== Problem to solve ==
Going through the entries below, copy out each line that contains "impl".

(Input records Opens)

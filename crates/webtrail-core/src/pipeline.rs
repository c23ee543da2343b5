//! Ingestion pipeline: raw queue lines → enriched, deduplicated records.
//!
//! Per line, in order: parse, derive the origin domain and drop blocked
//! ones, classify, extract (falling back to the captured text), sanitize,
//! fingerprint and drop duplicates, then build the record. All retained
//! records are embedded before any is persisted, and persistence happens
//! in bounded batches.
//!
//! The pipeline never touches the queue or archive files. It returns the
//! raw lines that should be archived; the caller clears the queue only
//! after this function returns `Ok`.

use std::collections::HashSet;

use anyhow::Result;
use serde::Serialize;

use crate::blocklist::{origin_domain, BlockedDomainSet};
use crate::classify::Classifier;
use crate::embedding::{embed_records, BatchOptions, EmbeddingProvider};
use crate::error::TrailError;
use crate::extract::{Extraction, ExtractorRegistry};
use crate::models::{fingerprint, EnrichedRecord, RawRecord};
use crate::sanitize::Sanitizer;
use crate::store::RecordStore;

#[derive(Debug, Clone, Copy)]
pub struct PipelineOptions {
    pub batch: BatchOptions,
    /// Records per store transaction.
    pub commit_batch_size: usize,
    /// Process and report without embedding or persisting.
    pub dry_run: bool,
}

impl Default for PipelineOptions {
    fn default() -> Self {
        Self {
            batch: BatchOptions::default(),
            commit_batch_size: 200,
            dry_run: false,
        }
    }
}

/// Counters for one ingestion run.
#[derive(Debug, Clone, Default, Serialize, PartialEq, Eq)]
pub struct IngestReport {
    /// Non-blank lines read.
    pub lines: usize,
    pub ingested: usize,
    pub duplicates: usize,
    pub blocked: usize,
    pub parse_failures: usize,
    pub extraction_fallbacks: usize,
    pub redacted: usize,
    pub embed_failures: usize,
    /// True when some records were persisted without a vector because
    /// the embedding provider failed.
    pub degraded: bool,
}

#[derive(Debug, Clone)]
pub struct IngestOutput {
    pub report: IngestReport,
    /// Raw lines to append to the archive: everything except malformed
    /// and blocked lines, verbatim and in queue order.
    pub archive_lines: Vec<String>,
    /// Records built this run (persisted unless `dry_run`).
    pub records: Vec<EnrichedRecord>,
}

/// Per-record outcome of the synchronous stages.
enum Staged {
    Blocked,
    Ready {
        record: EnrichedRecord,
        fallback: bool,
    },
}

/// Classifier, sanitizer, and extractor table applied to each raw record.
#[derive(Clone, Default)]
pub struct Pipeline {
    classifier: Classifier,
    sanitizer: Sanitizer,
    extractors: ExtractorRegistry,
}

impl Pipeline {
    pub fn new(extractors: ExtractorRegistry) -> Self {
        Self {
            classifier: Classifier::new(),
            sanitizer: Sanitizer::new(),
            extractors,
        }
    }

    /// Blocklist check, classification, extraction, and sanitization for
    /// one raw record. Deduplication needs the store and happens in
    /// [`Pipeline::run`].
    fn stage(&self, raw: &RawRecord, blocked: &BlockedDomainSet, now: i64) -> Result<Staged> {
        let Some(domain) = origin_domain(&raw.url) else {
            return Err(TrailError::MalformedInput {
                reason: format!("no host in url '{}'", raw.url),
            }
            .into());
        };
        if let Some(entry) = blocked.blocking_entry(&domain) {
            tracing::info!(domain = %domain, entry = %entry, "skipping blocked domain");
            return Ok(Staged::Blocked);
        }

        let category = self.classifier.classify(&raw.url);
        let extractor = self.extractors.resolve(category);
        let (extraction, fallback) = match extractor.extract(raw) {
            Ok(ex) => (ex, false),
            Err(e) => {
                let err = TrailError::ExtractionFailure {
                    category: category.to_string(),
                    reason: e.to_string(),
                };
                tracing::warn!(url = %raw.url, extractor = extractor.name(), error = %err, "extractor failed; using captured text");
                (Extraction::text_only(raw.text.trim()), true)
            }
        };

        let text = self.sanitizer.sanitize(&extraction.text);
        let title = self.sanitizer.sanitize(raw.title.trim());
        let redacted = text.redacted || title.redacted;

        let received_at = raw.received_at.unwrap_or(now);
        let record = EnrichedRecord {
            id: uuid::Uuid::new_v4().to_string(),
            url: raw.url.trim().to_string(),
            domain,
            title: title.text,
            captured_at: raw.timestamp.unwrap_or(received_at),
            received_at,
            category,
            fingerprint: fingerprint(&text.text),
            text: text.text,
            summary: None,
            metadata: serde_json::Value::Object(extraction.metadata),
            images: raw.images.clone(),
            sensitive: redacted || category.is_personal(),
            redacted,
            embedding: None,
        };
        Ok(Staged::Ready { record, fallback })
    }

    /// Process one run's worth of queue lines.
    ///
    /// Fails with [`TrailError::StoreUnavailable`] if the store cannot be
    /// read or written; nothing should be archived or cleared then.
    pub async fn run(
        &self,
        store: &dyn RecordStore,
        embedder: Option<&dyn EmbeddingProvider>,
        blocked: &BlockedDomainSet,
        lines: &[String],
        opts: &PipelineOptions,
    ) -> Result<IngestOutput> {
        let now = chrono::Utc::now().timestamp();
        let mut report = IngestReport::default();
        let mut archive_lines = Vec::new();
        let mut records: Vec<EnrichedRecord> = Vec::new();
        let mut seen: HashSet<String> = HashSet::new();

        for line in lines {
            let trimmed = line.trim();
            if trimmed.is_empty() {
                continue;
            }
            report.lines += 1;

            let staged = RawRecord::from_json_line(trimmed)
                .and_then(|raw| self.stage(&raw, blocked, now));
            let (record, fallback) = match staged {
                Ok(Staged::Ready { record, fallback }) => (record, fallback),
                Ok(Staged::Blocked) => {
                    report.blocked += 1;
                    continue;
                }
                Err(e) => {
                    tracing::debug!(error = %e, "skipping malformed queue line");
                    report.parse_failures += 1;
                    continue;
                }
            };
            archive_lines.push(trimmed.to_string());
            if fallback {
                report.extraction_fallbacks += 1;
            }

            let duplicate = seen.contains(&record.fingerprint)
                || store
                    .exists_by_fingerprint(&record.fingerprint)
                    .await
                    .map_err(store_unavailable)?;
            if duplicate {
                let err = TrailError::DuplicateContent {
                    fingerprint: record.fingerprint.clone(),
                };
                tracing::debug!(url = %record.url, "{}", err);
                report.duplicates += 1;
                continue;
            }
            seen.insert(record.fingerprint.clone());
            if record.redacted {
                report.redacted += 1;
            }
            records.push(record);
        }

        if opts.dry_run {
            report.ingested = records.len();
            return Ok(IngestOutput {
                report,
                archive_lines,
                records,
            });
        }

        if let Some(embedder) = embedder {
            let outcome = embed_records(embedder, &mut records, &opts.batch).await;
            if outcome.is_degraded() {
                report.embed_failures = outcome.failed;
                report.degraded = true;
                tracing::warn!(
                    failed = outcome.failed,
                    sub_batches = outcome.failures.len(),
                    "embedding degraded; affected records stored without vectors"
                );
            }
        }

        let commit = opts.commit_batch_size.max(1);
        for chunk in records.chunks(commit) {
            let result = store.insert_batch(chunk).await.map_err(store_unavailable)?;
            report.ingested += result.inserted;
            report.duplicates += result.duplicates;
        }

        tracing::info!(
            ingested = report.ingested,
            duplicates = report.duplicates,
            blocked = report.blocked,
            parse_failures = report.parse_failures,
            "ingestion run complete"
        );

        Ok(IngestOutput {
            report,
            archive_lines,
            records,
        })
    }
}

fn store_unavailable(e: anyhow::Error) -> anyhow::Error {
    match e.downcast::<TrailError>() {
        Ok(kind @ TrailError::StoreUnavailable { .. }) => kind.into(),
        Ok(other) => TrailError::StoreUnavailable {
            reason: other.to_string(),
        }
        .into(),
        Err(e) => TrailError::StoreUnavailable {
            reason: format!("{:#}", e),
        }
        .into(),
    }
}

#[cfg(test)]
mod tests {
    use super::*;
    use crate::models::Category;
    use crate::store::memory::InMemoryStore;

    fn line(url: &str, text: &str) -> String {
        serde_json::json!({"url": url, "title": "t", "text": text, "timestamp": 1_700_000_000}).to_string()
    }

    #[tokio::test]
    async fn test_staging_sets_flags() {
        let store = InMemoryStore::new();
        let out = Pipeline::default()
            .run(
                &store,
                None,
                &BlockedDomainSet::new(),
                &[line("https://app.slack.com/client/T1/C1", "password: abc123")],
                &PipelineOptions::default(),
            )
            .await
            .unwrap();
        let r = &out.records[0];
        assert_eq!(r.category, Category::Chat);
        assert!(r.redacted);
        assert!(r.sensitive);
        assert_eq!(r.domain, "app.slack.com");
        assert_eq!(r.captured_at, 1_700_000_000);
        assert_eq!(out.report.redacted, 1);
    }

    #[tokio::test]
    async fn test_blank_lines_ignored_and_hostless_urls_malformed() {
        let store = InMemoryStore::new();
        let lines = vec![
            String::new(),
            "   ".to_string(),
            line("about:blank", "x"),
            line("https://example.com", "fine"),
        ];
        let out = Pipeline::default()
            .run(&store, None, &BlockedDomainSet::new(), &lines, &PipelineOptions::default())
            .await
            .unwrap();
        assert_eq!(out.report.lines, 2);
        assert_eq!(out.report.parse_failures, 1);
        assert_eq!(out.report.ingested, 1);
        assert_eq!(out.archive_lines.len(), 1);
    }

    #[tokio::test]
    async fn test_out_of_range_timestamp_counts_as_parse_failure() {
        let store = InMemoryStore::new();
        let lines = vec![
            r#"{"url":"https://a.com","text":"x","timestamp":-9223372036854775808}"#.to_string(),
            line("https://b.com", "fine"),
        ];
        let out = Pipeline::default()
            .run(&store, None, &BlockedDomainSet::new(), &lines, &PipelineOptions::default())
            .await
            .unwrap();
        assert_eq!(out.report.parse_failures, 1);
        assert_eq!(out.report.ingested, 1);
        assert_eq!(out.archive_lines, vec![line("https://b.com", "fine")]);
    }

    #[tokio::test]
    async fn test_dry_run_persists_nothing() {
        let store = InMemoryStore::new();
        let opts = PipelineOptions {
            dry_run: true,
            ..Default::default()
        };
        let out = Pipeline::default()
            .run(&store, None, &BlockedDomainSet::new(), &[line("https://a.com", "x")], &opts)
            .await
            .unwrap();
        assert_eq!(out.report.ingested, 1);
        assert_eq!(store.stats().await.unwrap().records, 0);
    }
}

(Input records Closes)

== Output for this task ==
impl Default for PipelineOptions {
impl Pipeline {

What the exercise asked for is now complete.